The full Boltzmann hierarchy for dark matter-massive neutrino interactions

TL;DR

This paper investigates how dark matter-neutrino interactions, modeled with massive neutrinos and the full Boltzmann hierarchy, influence cosmological parameter measurements, notably relaxing some tensions while minimally affecting others.

Contribution

It implements the full Boltzmann hierarchy for massive neutrinos to refine constraints on dark matter-neutrino interactions in cosmology.

Findings

Upper limit on interaction strength: $u_\chi \leq 3.34 \times 10^{-4}$.

Interactions relax the lower bounds on $\sigma_8$, aligning with weak lensing data.

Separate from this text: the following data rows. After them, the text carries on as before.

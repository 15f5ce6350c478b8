use std::collections::HashSet;
use std::sync::{Arc, Mutex, MutexGuard};
use std::time::Duration;

use serde::Serialize;
use tokio::task::JoinHandle;
use tokio::time::{interval_at, Instant, MissedTickBehavior};
use tracing::{debug, info, instrument, warn};

use crate::models::PollResource;
use crate::services::backend::EmergencyBackend;
use crate::services::store::{EmergencyStateStore, SessionTag, UpdateOutcome};

pub const DEFAULT_POLL_INTERVAL: Duration = Duration::from_secs(30);

/// Stretches the polling period while the backend keeps failing.
#[derive(Debug, Clone, Copy, PartialEq, Eq)]
pub struct BackoffPolicy {
    pub max_multiplier: u32,
}

impl Default for BackoffPolicy {
    fn default() -> Self {
        Self { max_multiplier: 4 }
    }
}

impl BackoffPolicy {
    /// Poll on every tick regardless of failures.
    pub fn disabled() -> Self {
        Self { max_multiplier: 1 }
    }

    /// Ticks between polls after `consecutive_failures` failures: 1, 2, 4, ... capped.
    pub fn ticks_between_polls(&self, consecutive_failures: u32) -> u32 {
        if consecutive_failures == 0 {
            return 1;
        }
        let exponent = consecutive_failures.min(16);
        (1u32 << exponent).min(self.max_multiplier.max(1))
    }
}

#[derive(Debug, Clone, Copy, PartialEq, Eq, Serialize)]
#[serde(rename_all = "snake_case")]
pub enum PollOutcome {
    /// Response arrived and was offered to the store.
    Updated(UpdateOutcome),
    /// Response carried nothing to apply.
    NoData,
    /// Request failed; logged and counted.
    Failed,
    /// A request for this resource is already outstanding.
    InFlight,
    /// Session closed or terminal; nothing was requested.
    Skipped,
}

#[derive(Debug, Clone, Copy, PartialEq, Eq, Serialize)]
pub struct RefreshReport {
    pub status: PollOutcome,
    pub location: PollOutcome,
}

/// Outstanding requests, keyed by session generation and resource. A request
/// left over from a closed session never blocks the next session.
type InFlightSet = Arc<Mutex<HashSet<(u64, PollResource)>>>;

fn lock_in_flight(set: &InFlightSet) -> MutexGuard<'_, HashSet<(u64, PollResource)>> {
    set.lock().unwrap_or_else(|poisoned| poisoned.into_inner())
}

struct InFlightGuard {
    set: InFlightSet,
    key: (u64, PollResource),
}

impl InFlightGuard {
    fn try_acquire(set: &InFlightSet, tag: &SessionTag, resource: PollResource) -> Option<Self> {
        let key = (tag.generation(), resource);
        if !lock_in_flight(set).insert(key) {
            return None;
        }
        Some(Self {
            set: Arc::clone(set),
            key,
        })
    }
}

impl Drop for InFlightGuard {
    fn drop(&mut self) {
        lock_in_flight(&self.set).remove(&self.key);
    }
}

#[derive(Clone)]
struct Poller {
    backend: Arc<dyn EmergencyBackend>,
    store: Arc<EmergencyStateStore>,
    in_flight: InFlightSet,
}

impl Poller {
    async fn poll_status(&self, tag: &SessionTag) -> PollOutcome {
        if !self.store.is_live(tag) {
            return PollOutcome::Skipped;
        }
        let Some(_guard) = InFlightGuard::try_acquire(&self.in_flight, tag, PollResource::Status) else {
            debug!("Status request for {} still in flight; skipping", tag.id());
            return PollOutcome::InFlight;
        };

        match self.backend.fetch_status(tag.id()).await {
            Ok(report) => {
                let outcome = self
                    .store
                    .apply_status_update(tag, report.status, report.estimated_arrival_minutes);
                self.store.record_poll_result(tag, PollResource::Status, true);
                PollOutcome::Updated(outcome)
            }
            Err(e) => {
                warn!("Error updating status for {}: {}", tag.id(), e);
                self.store.record_poll_result(tag, PollResource::Status, false);
                PollOutcome::Failed
            }
        }
    }

    async fn poll_location(&self, tag: &SessionTag) -> PollOutcome {
        if !self.store.is_live(tag) {
            return PollOutcome::Skipped;
        }
        let Some(_guard) = InFlightGuard::try_acquire(&self.in_flight, tag, PollResource::Location) else {
            debug!("Location request for {} still in flight; skipping", tag.id());
            return PollOutcome::InFlight;
        };

        match self.backend.fetch_ambulance_location(tag.id()).await {
            Ok(report) => {
                self.store.record_poll_result(tag, PollResource::Location, true);
                match report.location {
                    Some(location) => PollOutcome::Updated(self.store.apply_location_update(tag, location)),
                    None => PollOutcome::NoData,
                }
            }
            Err(e) => {
                warn!("Error updating ambulance location for {}: {}", tag.id(), e);
                self.store.record_poll_result(tag, PollResource::Location, false);
                PollOutcome::Failed
            }
        }
    }

    async fn poll_both(&self, tag: &SessionTag) -> RefreshReport {
        let (status, location) = futures::join!(self.poll_status(tag), self.poll_location(tag));
        RefreshReport { status, location }
    }
}

struct RunningPoll {
    tag: SessionTag,
    handle: JoinHandle<()>,
}

/// Periodically refreshes status and ambulance location for one session.
///
/// Each tick fires both requests without waiting for the previous tick's
/// requests. `stop` cancels the timer only; outstanding requests finish and
/// their results are filtered by the store's session check.
pub struct PollingScheduler {
    poller: Poller,
    backoff: BackoffPolicy,
    running: Mutex<Option<RunningPoll>>,
}

impl PollingScheduler {
    pub fn new(backend: Arc<dyn EmergencyBackend>, store: Arc<EmergencyStateStore>, backoff: BackoffPolicy) -> Self {
        Self {
            poller: Poller {
                backend,
                store,
                in_flight: InFlightSet::default(),
            },
            backoff,
            running: Mutex::new(None),
        }
    }

    pub fn store(&self) -> &Arc<EmergencyStateStore> {
        &self.poller.store
    }

    pub fn backend(&self) -> &Arc<dyn EmergencyBackend> {
        &self.poller.backend
    }

    /// Begins the fixed-interval loop for `tag`, replacing any previous loop.
    /// Must be called from within a tokio runtime.
    pub fn start(&self, tag: SessionTag, interval: Duration) {
        self.stop();

        let period = if interval.is_zero() {
            warn!("Poll interval must be positive; using {:?}", DEFAULT_POLL_INTERVAL);
            DEFAULT_POLL_INTERVAL
        } else {
            interval
        };

        info!("Starting polling for {} every {:?}", tag.id(), period);
        let handle = tokio::spawn(run_loop(self.poller.clone(), tag.clone(), period, self.backoff));

        *self.lock_running() = Some(RunningPoll { tag, handle });
    }

    /// Cancels the timer. Safe to call repeatedly.
    pub fn stop(&self) {
        if let Some(running) = self.lock_running().take() {
            running.handle.abort();
            info!("Stopped polling for {}", running.tag.id());
        }
    }

    pub fn is_active(&self) -> bool {
        self.lock_running()
            .as_ref()
            .is_some_and(|running| !running.handle.is_finished())
    }

    pub fn tracked(&self) -> Option<SessionTag> {
        self.lock_running().as_ref().map(|running| running.tag.clone())
    }

    /// One out-of-band status + location refresh, awaited.
    #[instrument(skip(self, tag), fields(emergency_id = %tag.id()))]
    pub async fn refresh_once(&self, tag: &SessionTag) -> RefreshReport {
        self.poller.poll_both(tag).await
    }

    fn lock_running(&self) -> MutexGuard<'_, Option<RunningPoll>> {
        self.running.lock().unwrap_or_else(|poisoned| poisoned.into_inner())
    }
}

impl Drop for PollingScheduler {
    fn drop(&mut self) {
        self.stop();
    }
}

async fn run_loop(poller: Poller, tag: SessionTag, period: Duration, backoff: BackoffPolicy) {
    let mut updates = poller.store.subscribe();
    let mut ticker = interval_at(Instant::now() + period, period);
    ticker.set_missed_tick_behavior(MissedTickBehavior::Delay);
    let mut ticks_since_poll = 0u32;

    loop {
        if !poller.store.is_live(&tag) {
            info!("Polling for {} ended: session closed or emergency finished", tag.id());
            break;
        }

        tokio::select! {
            _ = ticker.tick() => {
                ticks_since_poll += 1;
                let wait = backoff.ticks_between_polls(poller.store.consecutive_failures());
                if ticks_since_poll < wait {
                    debug!("Backing off: tick {}/{} for {}", ticks_since_poll, wait, tag.id());
                    continue;
                }
                ticks_since_poll = 0;

                debug!("Polling status and location for {}", tag.id());
                let status_poller = poller.clone();
                let status_tag = tag.clone();
                tokio::spawn(async move {
                    status_poller.poll_status(&status_tag).await;
                });
                let location_poller = poller.clone();
                let location_tag = tag.clone();
                tokio::spawn(async move {
                    location_poller.poll_location(&location_tag).await;
                });
            }
            changed = updates.changed() => {
                if changed.is_err() {
                    break;
                }
            }
        }
    }
}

Minimal impact on the Hubble constant $H_0$.

Abstract

The impact of dark matter-neutrino interactions on the measurement of the cosmological parameters has been investigated in the past in the context of massless neutrinos exclusively. Here we revisit the role of a neutrino-dark matter coupling in light of ongoing cosmological tensions by implementing the full Boltzmann hierarchy for three massive neutrinos. Our tightest 95% CL upper limit on the strength of the interactions, parameterized via $u_\chi =\frac{\sigma_0}{\sigma_{Th}}\left(\frac{m_\chi}{100 \text{GeV}}\right)^{-1}$, is $u_\chi\leq3.34 \cdot 10^{-4}$, arising from a combination of Planck TTTEEE data, Planck lensing data and SDSS BAO data. This upper bound is, as expected, slightly higher than previous results for interacting massless neutrinos, due to the correction factor associated with neutrino masses. We find that these interactions significantly relax the lower bounds on the value of $\sigma_8$ that is inferred in the context of $\Lambda$CDM from the Planck data, leading to agreement within 1-2$\sigma$ with weak lensing estimates of $\sigma_8$, as those from KiDS-1000. However, the presence of these interactions barely affects the value of the Hubble constant $H_0$.